沈南星愣了片刻,跑過去,想和舒婉婷約個再見麵的時間,可舒婉婷像躲避洪水猛獸一般,一踩油門,奧迪離弦的箭一樣飛馳而去。
望著遠去的奧迪,沈南星感到十分失望,但這隻是雷雨天的閃電,瞬間消逝,隨之而來的是對舒婉婷那份不改的癡念,他望著奧迪消逝的地方心中說:“我已和你同城,我已來到花壇前,怎麽會摘不到豔朵。愛情從來都不是順水漂流,而是跨越坎坷的爭取。”
葉飛燕一邊開著車,一邊想著放尹博文鴿的事,心裏很爽,臉上掛著得意的笑,略施小計就放了尹博文的鴿子,再耍他這麽幾次,他一定心灰意冷,自動離她而去。在小區停好車,她高高興興的上樓,推家門而入 。一進門,她的好心情立馬掉進了冰窟,一家人正坐在沙發上電視。冷雪蓮對她斜目而視,臉冷到冰點以下,目光似一把鋒利的冰刀。葉飛燕渾身一顫,完了,今晚難熬!
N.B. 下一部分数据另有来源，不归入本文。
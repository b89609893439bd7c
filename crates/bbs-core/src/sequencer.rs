//! Multi-line reveal sequencer.
//!
//! Chains [`CharReveal`] engines over an ordered list of lines: a line is
//! revealed character by character, then after a pause the next line starts.
//! Finished lines are kept whole and are never re-animated.
//!
//! # Invariants
//!
//! - `completed_lines() == lines()[..current_index()]` at every point.
//! - Line `n + 1` never starts before line `n` completes.
//! - [`SequenceEvent::Completed`] is emitted exactly once, after the last
//!   [`SequenceEvent::LineCompleted`].

use std::time::Duration;

use crate::{
    reveal::{CharReveal, RevealConfig, RevealEvent},
    time::{Timestamp, TimerSlot},
};

/// Sequencer timing parameters.
#[derive(Debug, Clone, Copy, PartialEq, Eq)]
pub struct SequenceConfig {
    /// Per-character cadence within a line.
    pub cadence: Duration,
    /// Pause between one line completing and the next starting.
    pub line_delay: Duration,
}

impl SequenceConfig {
    /// Create a config with the given cadence and inter-line pause.
    pub const fn new(cadence: Duration, line_delay: Duration) -> Self {
        Self { cadence, line_delay }
    }
}

/// Lifecycle of a sequencer.
#[derive(Debug, Clone, Copy, PartialEq, Eq)]
pub enum SequencePhase {
    /// Created, not started.
    Idle,
    /// A line is being revealed.
    Revealing,
    /// Between two lines.
    Pausing,
    /// Every line revealed. Terminal.
    Complete,
    /// Torn down before completion. Terminal.
    Cancelled,
}

/// Progress reported by [`LineSequencer`].
#[derive(Debug, Clone, Copy, PartialEq, Eq)]
pub enum SequenceEvent {
    /// One more character of `line` became visible.
    CharRevealed {
        /// Index of the line being revealed.
        line: usize,
        /// Visible chars of that line.
        visible: usize,
    },
    /// A line finished revealing.
    LineCompleted {
        /// Index of the finished line.
        line: usize,
    },
    /// Every line finished revealing.
    Completed,
}

/// Line-by-line sequencer over character reveals.
#[derive(Debug, Clone)]
pub struct LineSequencer<I> {
    lines: Vec<String>,
    config: SequenceConfig,
    /// Index of the line being revealed (or next to reveal while pausing).
    current: usize,
    completed: Vec<String>,
    active: Option<CharReveal<I>>,
    pause: TimerSlot<I>,
    phase: SequencePhase,
    completed_at: Option<I>,
}

impl<I: Timestamp> LineSequencer<I> {
    /// Create an idle sequencer over `lines`.
    pub fn new<S: Into<String>>(lines: impl IntoIterator<Item = S>, config: SequenceConfig) -> Self {
        Self {
            lines: lines.into_iter().map(Into::into).collect(),
            config,
            current: 0,
            completed: Vec::new(),
            active: None,
            pause: TimerSlot::idle(),
            phase: SequencePhase::Idle,
            completed_at: None,
        }
    }

    /// Mount the sequencer at `now` and start the first line.
    ///
    /// An empty line list completes immediately.
    pub fn start(&mut self, now: I) -> Vec<SequenceEvent> {
        let mut events = Vec::new();
        if self.phase != SequencePhase::Idle {
            return events;
        }

        if self.lines.is_empty() {
            self.phase = SequencePhase::Complete;
            self.completed_at = Some(now);
            events.push(SequenceEvent::Completed);
            return events;
        }

        self.start_line(now, &mut events);
        events
    }

    /// Advance to `now`, chaining lines and pauses that fall due.
    pub fn poll(&mut self, now: I) -> Vec<SequenceEvent> {
        let mut events = Vec::new();

        loop {
            match self.phase {
                SequencePhase::Revealing => {
                    let Some(engine) = self.active.as_mut() else {
                        break;
                    };
                    let reveal_events = engine.poll(now);
                    if !self.absorb(reveal_events, &mut events) {
                        break;
                    }
                },
                SequencePhase::Pausing => match self.pause.fire_if_due(now) {
                    Some(at) => self.start_line(at, &mut events),
                    None => break,
                },
                SequencePhase::Idle | SequencePhase::Complete | SequencePhase::Cancelled => break,
            }
        }

        events
    }

    /// Unmount the sequencer, dropping the active engine and any pause.
    pub fn cancel(&mut self) {
        if let Some(engine) = self.active.as_mut() {
            engine.cancel();
        }
        self.active = None;
        self.pause.cancel();
        if self.phase != SequencePhase::Complete {
            self.phase = SequencePhase::Cancelled;
        }
    }

    /// Start revealing `lines[current]` at `at`.
    fn start_line(&mut self, at: I, events: &mut Vec<SequenceEvent>) {
        let Some(text) = self.lines.get(self.current) else {
            return;
        };
        let mut engine = CharReveal::new(text.clone(), RevealConfig::new(self.config.cadence));
        let reveal_events = engine.start(at);
        self.active = Some(engine);
        self.phase = SequencePhase::Revealing;
        self.absorb(reveal_events, events);
    }

    /// Translate engine events. Returns `true` if the active line finished.
    fn absorb(&mut self, reveal_events: Vec<RevealEvent>, events: &mut Vec<SequenceEvent>) -> bool {
        let line = self.current;
        let mut finished = false;

        for event in reveal_events {
            match event {
                RevealEvent::Revealed { visible } => {
                    events.push(SequenceEvent::CharRevealed { line, visible });
                },
                RevealEvent::Completed => finished = true,
            }
        }

        if finished {
            self.finish_line(events);
        }
        finished
    }

    fn finish_line(&mut self, events: &mut Vec<SequenceEvent>) {
        let Some(engine) = self.active.take() else {
            return;
        };
        let Some(done_at) = engine.completed_at() else {
            return;
        };

        let line = self.current;
        self.completed.push(engine.source().to_owned());
        self.current += 1;
        events.push(SequenceEvent::LineCompleted { line });

        if self.current == self.lines.len() {
            self.phase = SequencePhase::Complete;
            self.completed_at = Some(done_at);
            events.push(SequenceEvent::Completed);
        } else {
            self.phase = SequencePhase::Pausing;
            self.pause.arm(done_at + self.config.line_delay);
        }
    }

    /// All lines, in order.
    pub fn lines(&self) -> &[String] {
        &self.lines
    }

    /// Lines that finished revealing, in order.
    pub fn completed_lines(&self) -> &[String] {
        &self.completed
    }

    /// Number of finished lines.
    pub fn current_index(&self) -> usize {
        self.current
    }

    /// Engine of the line being revealed. `None` while pausing or when done.
    pub fn active_line(&self) -> Option<&CharReveal<I>> {
        self.active.as_ref()
    }

    /// Current lifecycle phase.
    pub fn phase(&self) -> SequencePhase {
        self.phase
    }

    /// Whether every line finished revealing.
    pub fn is_complete(&self) -> bool {
        self.phase == SequencePhase::Complete
    }

    /// Instant the last line finished. `None` until complete.
    pub fn completed_at(&self) -> Option<I> {
        self.completed_at
    }

    /// Timing parameters.
    pub fn config(&self) -> SequenceConfig {
        self.config
    }
}
//! Standard invariant checks.
//!
//! These invariants capture behavioral properties that must always hold.
//! They verify WHAT must be true, not specific test scenarios.

use bbs_app::AppPhase;

use super::{AppSnapshot, Invariant, InvariantResult, Violation};

/// Input capture is held exactly while Boot is active.
///
/// Once started, the app captures any input in Boot and nowhere else. If the
/// platform state is known it must agree with the app.
pub struct CaptureMatchesPhase;

impl Invariant for CaptureMatchesPhase {
    fn name(&self) -> &'static str {
        "capture_matches_phase"
    }

    fn check(&self, state: &AppSnapshot) -> InvariantResult {
        if !state.started {
            return Ok(());
        }
        let expected = state.phase == AppPhase::Boot;
        if state.capturing != expected {
            return Err(Violation {
                invariant: self.name(),
                message: format!("phase {} with capturing = {}", state.phase, state.capturing),
            });
        }
        if let Some(platform) = state.platform_capture
            && platform != state.capturing
        {
            return Err(Violation {
                invariant: self.name(),
                message: format!("app capturing = {} but platform = {platform}", state.capturing),
            });
        }
        Ok(())
    }
}

/// Exactly the screen of the active phase is mounted.
///
/// A screen left behind would keep its deadlines alive.
pub struct ScreenMatchesPhase;

impl Invariant for ScreenMatchesPhase {
    fn name(&self) -> &'static str {
        "screen_matches_phase"
    }

    fn check(&self, state: &AppSnapshot) -> InvariantResult {
        if !state.started {
            return Ok(());
        }
        let mounted = (state.boot_reveal.is_some(), state.logo.is_some(), state.feed.is_some());
        let expected = match state.phase {
            AppPhase::Boot => (true, false, false),
            AppPhase::Splash => (false, true, false),
            AppPhase::Content => (false, false, true),
        };
        if mounted != expected {
            return Err(Violation {
                invariant: self.name(),
                message: format!(
                    "phase {}: mounted (boot, splash, feed) = {mounted:?}",
                    state.phase
                ),
            });
        }
        Ok(())
    }
}

/// Completed logo lines are exactly the prefix `lines[..current_index]`, and
/// the gate has focus only after the logo completes.
pub struct SequencePrefix;

impl Invariant for SequencePrefix {
    fn name(&self) -> &'static str {
        "sequence_prefix"
    }

    fn check(&self, state: &AppSnapshot) -> InvariantResult {
        let Some(logo) = &state.logo else {
            return Ok(());
        };
        let prefix = logo.lines.get(..logo.current_index);
        if prefix != Some(logo.completed.as_slice()) {
            return Err(Violation {
                invariant: self.name(),
                message: format!(
                    "completed {:?} is not lines[..{}]",
                    logo.completed, logo.current_index
                ),
            });
        }
        if logo.gate_focused != logo.complete {
            return Err(Violation {
                invariant: self.name(),
                message: format!(
                    "gate focused = {} with logo complete = {}",
                    logo.gate_focused, logo.complete
                ),
            });
        }
        Ok(())
    }
}

/// Boot prompt never shows more characters than it has.
pub struct RevealBounds;

impl Invariant for RevealBounds {
    fn name(&self) -> &'static str {
        "reveal_bounds"
    }

    fn check(&self, state: &AppSnapshot) -> InvariantResult {
        match state.boot_reveal {
            Some((visible, len)) if visible > len => Err(Violation {
                invariant: self.name(),
                message: format!("visible {visible} > len {len}"),
            }),
            _ => Ok(()),
        }
    }
}

/// Feed scroll never points past the last entry.
pub struct ScrollInRange;

impl Invariant for ScrollInRange {
    fn name(&self) -> &'static str {
        "scroll_in_range"
    }

    fn check(&self, state: &AppSnapshot) -> InvariantResult {
        let Some(feed) = &state.feed else {
            return Ok(());
        };
        if feed.scroll > feed.entries.saturating_sub(1) {
            return Err(Violation {
                invariant: self.name(),
                message: format!("scroll {} with {} entries", feed.scroll, feed.entries),
            });
        }
        Ok(())
    }
}

/// Phases only move forward: Boot, then Splash, then Content.
///
/// Also checks that the boot prompt never hides characters and that the
/// logo never un-completes lines.
pub struct PhaseNeverRegresses;

impl Invariant for PhaseNeverRegresses {
    fn name(&self) -> &'static str {
        "phase_never_regresses"
    }

    fn check(&self, _state: &AppSnapshot) -> InvariantResult {
        Ok(())
    }

    fn check_transition(&self, before: &AppSnapshot, after: &AppSnapshot) -> InvariantResult {
        if after.phase < before.phase {
            return Err(Violation {
                invariant: self.name(),
                message: format!("phase went {} -> {}", before.phase, after.phase),
            });
        }
        if let (Some((was, _)), Some((now, _))) = (before.boot_reveal, after.boot_reveal)
            && now < was
        {
            return Err(Violation {
                invariant: self.name(),
                message: format!("boot prompt shrank {was} -> {now}"),
            });
        }
        if let (Some(was), Some(now)) = (&before.logo, &after.logo)
            && now.current_index < was.current_index
        {
            return Err(Violation {
                invariant: self.name(),
                message: format!(
                    "logo index went {} -> {}",
                    was.current_index, now.current_index
                ),
            });
        }
        Ok(())
    }
}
“你和博文看的什麽電影?在哪吃的飯?”冷雪蓮冷冷的問道。
傻子都知道,是尹博文告了黑狀。葉飛燕感到,自己活得那麽屈辱,她想反抗,可老媽動不動就割腕的“壯舉”讓她不得不屈服。她又不甘心這麽任人擺布的活著,哪怕有限的反抗也是好的,她昂起頭,冷眼盯著冷雪蓮的眸子問道:“媽,我是你親生的嗎?我是你領養的,或者是你從哪個垃圾箱裏撿來的吧?”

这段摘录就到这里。